On Tuesday, in light of the two recent fatalities of bicycle riders in the city, the Oregonian published an article that makes light of a Portland trial run of “bike boxes” at intersections. In the absence of any publicity to educate the public of the existence of these new traffic control markings, many cyclists and drivers are unaware of their significance and purpose.
From the Oregonian:
[The] bike boxes on Southeast Clinton Street on Tuesday — one on either side of 39th — only two out of about 40 cars that traveled through the intersection during one half-hour period stopped at the bike box line — set about 15 feet from the crosswalk — when the light was red.
Few of the dozen or so cyclists that passed through during the same time strayed far from the bike lanes that straddle the boxes.

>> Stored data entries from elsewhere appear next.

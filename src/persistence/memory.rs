//! In-process record store.
//!
//! [`MemoryStore`] keeps each table in a `BTreeMap` behind one
//! [`tokio::sync::RwLock`], so reads run concurrently and every mutation,
//! cascades included, is applied atomically under the write lock. Lineup
//! and index reads hold one read guard for their whole duration.

use std::collections::{BTreeMap, BTreeSet};

use async_trait::async_trait;
use tokio::sync::RwLock;

use super::{Lineup, RecordStore, ShowIndex};
use crate::domain::{
    Artist, ArtistDraft, ArtistId, Show, ShowDraft, ShowId, Venue, VenueDraft, VenueId,
};
use crate::error::{EntityKind, FyyurError};

#[derive(Debug, Default)]
struct Tables {
    venues: BTreeMap<VenueId, Venue>,
    artists: BTreeMap<ArtistId, Artist>,
    shows: BTreeMap<ShowId, Show>,
    last_venue_id: i64,
    last_artist_id: i64,
    last_show_id: i64,
}

/// Record store held entirely in memory. Contents are lost on drop.
#[derive(Debug, Default)]
pub struct MemoryStore {
    tables: RwLock<Tables>,
}

impl MemoryStore {
    /// Creates an empty store.
    #[must_use]
    pub fn new() -> Self {
        Self::default()
    }
}

/// Case-insensitive substring match, the in-memory counterpart of
/// `ILIKE '%term%'`.
fn name_matches(name: &str, term: &str) -> bool {
    name.to_lowercase().contains(&term.to_lowercase())
}

fn missing_venue(id: VenueId) -> FyyurError {
    FyyurError::NotFound {
        kind: EntityKind::Venue,
        id: id.get(),
    }
}

fn missing_artist(id: ArtistId) -> FyyurError {
    FyyurError::NotFound {
        kind: EntityKind::Artist,
        id: id.get(),
    }
}

/// Clones the records whose ids appear in `ids`, in id order.
fn pick<K: Ord, V: Clone>(rows: &BTreeMap<K, V>, keys: &BTreeSet<K>) -> Vec<V> {
    keys.iter().filter_map(|k| rows.get(k)).cloned().collect()
}

#[async_trait]
impl RecordStore for MemoryStore {
    async fn list_venues(&self) -> Result<Vec<Venue>, FyyurError> {
        let tables = self.tables.read().await;
        Ok(tables.venues.values().cloned().collect())
    }

    async fn find_venue(&self, id: VenueId) -> Result<Venue, FyyurError> {
        let tables = self.tables.read().await;
        let venue = tables.venues.get(&id).ok_or(missing_venue(id))?;
        Ok(venue.clone())
    }

    async fn search_venues(&self, term: &str) -> Result<Vec<Venue>, FyyurError> {
        let tables = self.tables.read().await;
        Ok(tables
            .venues
            .values()
            .filter(|venue| name_matches(&venue.name, term))
            .cloned()
            .collect())
    }

    async fn create_venue(&self, draft: VenueDraft) -> Result<Venue, FyyurError> {
        let mut tables = self.tables.write().await;
        tables.last_venue_id += 1;
        let venue = Venue::from_draft(VenueId::new(tables.last_venue_id), draft);
        tables.venues.insert(venue.id, venue.clone());
        Ok(venue)
    }

    async fn update_venue(&self, id: VenueId, draft: VenueDraft) -> Result<Venue, FyyurError> {
        let mut tables = self.tables.write().await;
        let slot = tables.venues.get_mut(&id).ok_or(missing_venue(id))?;
        *slot = Venue::from_draft(id, draft);
        Ok(slot.clone())
    }

    async fn delete_venue(&self, id: VenueId) -> Result<Venue, FyyurError> {
        let mut tables = self.tables.write().await;
        let venue = tables.venues.remove(&id).ok_or(missing_venue(id))?;
        tables.shows.retain(|_, show| show.venue_id != id);
        Ok(venue)
    }

    async fn list_artists(&self) -> Result<Vec<Artist>, FyyurError> {
        let tables = self.tables.read().await;
        Ok(tables.artists.values().cloned().collect())
    }

    async fn find_artist(&self, id: ArtistId) -> Result<Artist, FyyurError> {
        let tables = self.tables.read().await;
        let artist = tables.artists.get(&id).ok_or(missing_artist(id))?;
        Ok(artist.clone())
    }

    async fn search_artists(&self, term: &str) -> Result<Vec<Artist>, FyyurError> {
        let tables = self.tables.read().await;
        Ok(tables
            .artists
            .values()
            .filter(|artist| name_matches(&artist.name, term))
            .cloned()
            .collect())
    }

    async fn create_artist(&self, draft: ArtistDraft) -> Result<Artist, FyyurError> {
        let mut tables = self.tables.write().await;
        tables.last_artist_id += 1;
        let artist = Artist::from_draft(ArtistId::new(tables.last_artist_id), draft);
        tables.artists.insert(artist.id, artist.clone());
        Ok(artist)
    }

    async fn update_artist(&self, id: ArtistId, draft: ArtistDraft) -> Result<Artist, FyyurError> {
        let mut tables = self.tables.write().await;
        let slot = tables.artists.get_mut(&id).ok_or(missing_artist(id))?;
        *slot = Artist::from_draft(id, draft);
        Ok(slot.clone())
    }

    async fn delete_artist(&self, id: ArtistId) -> Result<Artist, FyyurError> {
        let mut tables = self.tables.write().await;
        let artist = tables.artists.remove(&id).ok_or(missing_artist(id))?;
        tables.shows.retain(|_, show| show.artist_id != id);
        Ok(artist)
    }

    async fn list_shows(&self) -> Result<Vec<Show>, FyyurError> {
        let tables = self.tables.read().await;
        Ok(tables.shows.values().cloned().collect())
    }

    async fn venue_lineup(&self, id: VenueId) -> Result<Lineup<Venue, Artist>, FyyurError> {
        let tables = self.tables.read().await;
        let record = tables.venues.get(&id).ok_or(missing_venue(id))?;
        let shows: Vec<Show> = tables
            .shows
            .values()
            .filter(|show| show.venue_id == id)
            .cloned()
            .collect();
        let ids: BTreeSet<ArtistId> = shows.iter().map(|show| show.artist_id).collect();
        Ok(Lineup {
            record: record.clone(),
            shows,
            counterparts: pick(&tables.artists, &ids),
        })
    }

    async fn artist_lineup(&self, id: ArtistId) -> Result<Lineup<Artist, Venue>, FyyurError> {
        let tables = self.tables.read().await;
        let record = tables.artists.get(&id).ok_or(missing_artist(id))?;
        let shows: Vec<Show> = tables
            .shows
            .values()
            .filter(|show| show.artist_id == id)
            .cloned()
            .collect();
        let ids: BTreeSet<VenueId> = shows.iter().map(|show| show.venue_id).collect();
        Ok(Lineup {
            record: record.clone(),
            shows,
            counterparts: pick(&tables.venues, &ids),
        })
    }

    async fn show_index(&self) -> Result<ShowIndex, FyyurError> {
        let tables = self.tables.read().await;
        Ok(ShowIndex {
            shows: tables.shows.values().cloned().collect(),
            artists: tables.artists.values().cloned().collect(),
            venues: tables.venues.values().cloned().collect(),
        })
    }

    async fn create_show(&self, draft: ShowDraft) -> Result<Show, FyyurError> {
        let mut tables = self.tables.write().await;
        if !tables.artists.contains_key(&draft.artist_id) {
            let message = format!("unknown artist {}", draft.artist_id);
            return Err(FyyurError::invalid(message));
        }
        if !tables.venues.contains_key(&draft.venue_id) {
            let message = format!("unknown venue {}", draft.venue_id);
            return Err(FyyurError::invalid(message));
        }
        tables.last_show_id += 1;
        let show = Show::from_draft(ShowId::new(tables.last_show_id), draft);
        tables.shows.insert(show.id, show.clone());
        Ok(show)
    }
}

#[cfg(test)]
#[allow(clippy::panic)]
mod tests {
    use chrono::NaiveDate;

    use super::*;

    fn venue_draft(name: &str) -> VenueDraft {
        VenueDraft {
            name: name.to_string(),
            address: "1015 Folsom Street".to_string(),
            city: "San Francisco".to_string(),
            state: "CA".to_string(),
            phone: Some("123-123-1234".to_string()),
            website: None,
            image_link: None,
            facebook_link: None,
            genres: vec!["Jazz".to_string()],
            seeking_talent: true,
            seeking_description: Some("Looking for local jazz acts".to_string()),
        }
    }

    fn artist_draft(name: &str) -> ArtistDraft {
        ArtistDraft {
            name: name.to_string(),
            city: "San Francisco".to_string(),
            state: "CA".to_string(),
            phone: None,
            genres: vec!["Rock n Roll".to_string()],
            image_link: None,
            facebook_link: None,
        }
    }

    fn show_draft(artist_id: ArtistId, venue_id: VenueId) -> ShowDraft {
        let date = NaiveDate::from_ymd_opt(2035, 6, 15);
        let Some(start_time) = date.and_then(|d| d.and_hms_opt(21, 0, 0)) else {
            panic!("valid timestamp");
        };
        ShowDraft {
            artist_id,
            venue_id,
            start_time,
        }
    }

    #[tokio::test]
    async fn create_assigns_increasing_ids() {
        let store = MemoryStore::new();
        let Ok(first) = store.create_venue(venue_draft("The Musical Hop")).await else {
            panic!("create failed");
        };
        let Ok(second) = store.create_venue(venue_draft("Park Square")).await else {
            panic!("create failed");
        };
        assert_eq!(first.id.get(), 1);
        assert_eq!(second.id.get(), 2);
    }

    #[tokio::test]
    async fn find_missing_returns_not_found() {
        let store = MemoryStore::new();
        let result = store.find_venue(VenueId::new(1)).await;
        assert!(matches!(
            result,
            Err(FyyurError::NotFound {
                kind: EntityKind::Venue,
                id: 1
            })
        ));
    }

    #[tokio::test]
    async fn update_replaces_fields() {
        let store = MemoryStore::new();
        let Ok(artist) = store.create_artist(artist_draft("Guns N Petals")).await else {
            panic!("create failed");
        };
        let mut draft = artist_draft("Guns N Petals");
        draft.city = "Oakland".to_string();
        let Ok(updated) = store.update_artist(artist.id, draft).await else {
            panic!("update failed");
        };
        assert_eq!(updated.id, artist.id);
        assert_eq!(updated.city, "Oakland");

        let draft = artist_draft("x");
        let missing = store.update_artist(ArtistId::new(99), draft).await;
        assert!(missing.is_err());
    }

    #[tokio::test]
    async fn search_is_case_insensitive_substring() {
        let store = MemoryStore::new();
        for name in [
            "The Musical Hop",
            "Park Square Live Music & Coffee",
            "The Dueling Pianos Bar",
        ] {
            let _ = store.create_venue(venue_draft(name)).await;
        }

        let Ok(found) = store.search_venues("hop").await else {
            panic!("search failed");
        };
        assert_eq!(found.len(), 1);

        let Ok(found) = store.search_venues("MUSIC").await else {
            panic!("search failed");
        };
        assert_eq!(found.len(), 2);

        let Ok(all) = store.search_venues("").await else {
            panic!("search failed");
        };
        assert_eq!(all.len(), 3);
    }

    #[tokio::test]
    async fn show_requires_existing_references() {
        let store = MemoryStore::new();
        let Ok(venue) = store.create_venue(venue_draft("The Musical Hop")).await else {
            panic!("create failed");
        };
        let result = store
            .create_show(show_draft(ArtistId::new(7), venue.id))
            .await;
        assert!(matches!(result, Err(FyyurError::ValidationFailure(_))));
    }

    #[tokio::test]
    async fn lineups_hold_only_referenced_counterparts() {
        let store = MemoryStore::new();
        let (Ok(hop), Ok(park), Ok(a1), Ok(a2), Ok(a3)) = (
            store.create_venue(venue_draft("The Musical Hop")).await,
            store.create_venue(venue_draft("Park Square")).await,
            store.create_artist(artist_draft("Guns N Petals")).await,
            store.create_artist(artist_draft("Matt Quevedo")).await,
            store.create_artist(artist_draft("Wild Sax Band")).await,
        ) else {
            panic!("setup failed");
        };
        let _ = store.create_show(show_draft(a1.id, hop.id)).await;
        let _ = store.create_show(show_draft(a2.id, hop.id)).await;
        let _ = store.create_show(show_draft(a2.id, hop.id)).await;
        let _ = store.create_show(show_draft(a3.id, park.id)).await;

        let Ok(lineup) = store.venue_lineup(hop.id).await else {
            panic!("lineup failed");
        };
        assert_eq!(lineup.record.id, hop.id);
        assert_eq!(lineup.shows.len(), 3);
        let names: Vec<&str> = lineup
            .counterparts
            .iter()
            .map(|a| a.name.as_str())
            .collect();
        assert_eq!(names, vec!["Guns N Petals", "Matt Quevedo"]);

        let Ok(lineup) = store.artist_lineup(a3.id).await else {
            panic!("lineup failed");
        };
        assert_eq!(lineup.shows.len(), 1);
        assert_eq!(lineup.counterparts, vec![park]);
    }

    #[tokio::test]
    async fn lineup_of_missing_record_is_not_found() {
        let store = MemoryStore::new();
        let result = store.artist_lineup(ArtistId::new(3)).await;
        assert!(matches!(
            result,
            Err(FyyurError::NotFound {
                kind: EntityKind::Artist,
                id: 3
            })
        ));
    }

    #[tokio::test]
    async fn show_index_reads_every_table() {
        let store = MemoryStore::new();
        let (Ok(venue), Ok(artist)) = (
            store.create_venue(venue_draft("The Musical Hop")).await,
            store.create_artist(artist_draft("Guns N Petals")).await,
        ) else {
            panic!("setup failed");
        };
        let _ = store.create_show(show_draft(artist.id, venue.id)).await;

        let Ok(index) = store.show_index().await else {
            panic!("index failed");
        };
        assert_eq!(index.shows.len(), 1);
        assert_eq!(index.artists, vec![artist]);
        assert_eq!(index.venues, vec![venue]);
    }

    #[tokio::test]
    async fn delete_cascades_to_shows() {
        let store = MemoryStore::new();
        let (Ok(v1), Ok(v2), Ok(artist)) = (
            store.create_venue(venue_draft("The Musical Hop")).await,
            store.create_venue(venue_draft("Park Square")).await,
            store.create_artist(artist_draft("Guns N Petals")).await,
        ) else {
            panic!("setup failed");
        };
        let _ = store.create_show(show_draft(artist.id, v1.id)).await;
        let _ = store.create_show(show_draft(artist.id, v2.id)).await;

        let Ok(removed) = store.delete_venue(v1.id).await else {
            panic!("delete failed");
        };
        assert_eq!(removed.name, "The Musical Hop");

        let Ok(remaining) = store.list_shows().await else {
            panic!("list failed");
        };
        assert_eq!(remaining.len(), 1);
        assert!(remaining.iter().all(|s| s.venue_id == v2.id));

        let _ = store.delete_artist(artist.id).await;
        let Ok(remaining) = store.list_shows().await else {
            panic!("list failed");
        };
        assert!(remaining.is_empty());
    }
}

A majority of the drivers made illegal right turns when the light was red, despite large signs telling them not to turn.
The article proceeds to mention that subsequent installations of bike boxes will use brighter colors and markings in an attempt to better alert cyclists and drivers of the presence of the box.
However, given that bike boxes are presently installed in only one location, I believe it would be helpful and affordable to place uniformed police officers at the intersection of SE 39th Avenue and Clinton Street to educate both cyclists and drivers about the purpose of the boxes and – in particular – warn or cite drivers that violate the law at this intersection. If this project is ultimately to be successful then cyclists and drivers alike must be properly informed. Many times the only way to educate drivers about a new law is to have a police officer tap on their window and issue a warning.
Read the Oregonian article: Portland thinks outside ‘bike box’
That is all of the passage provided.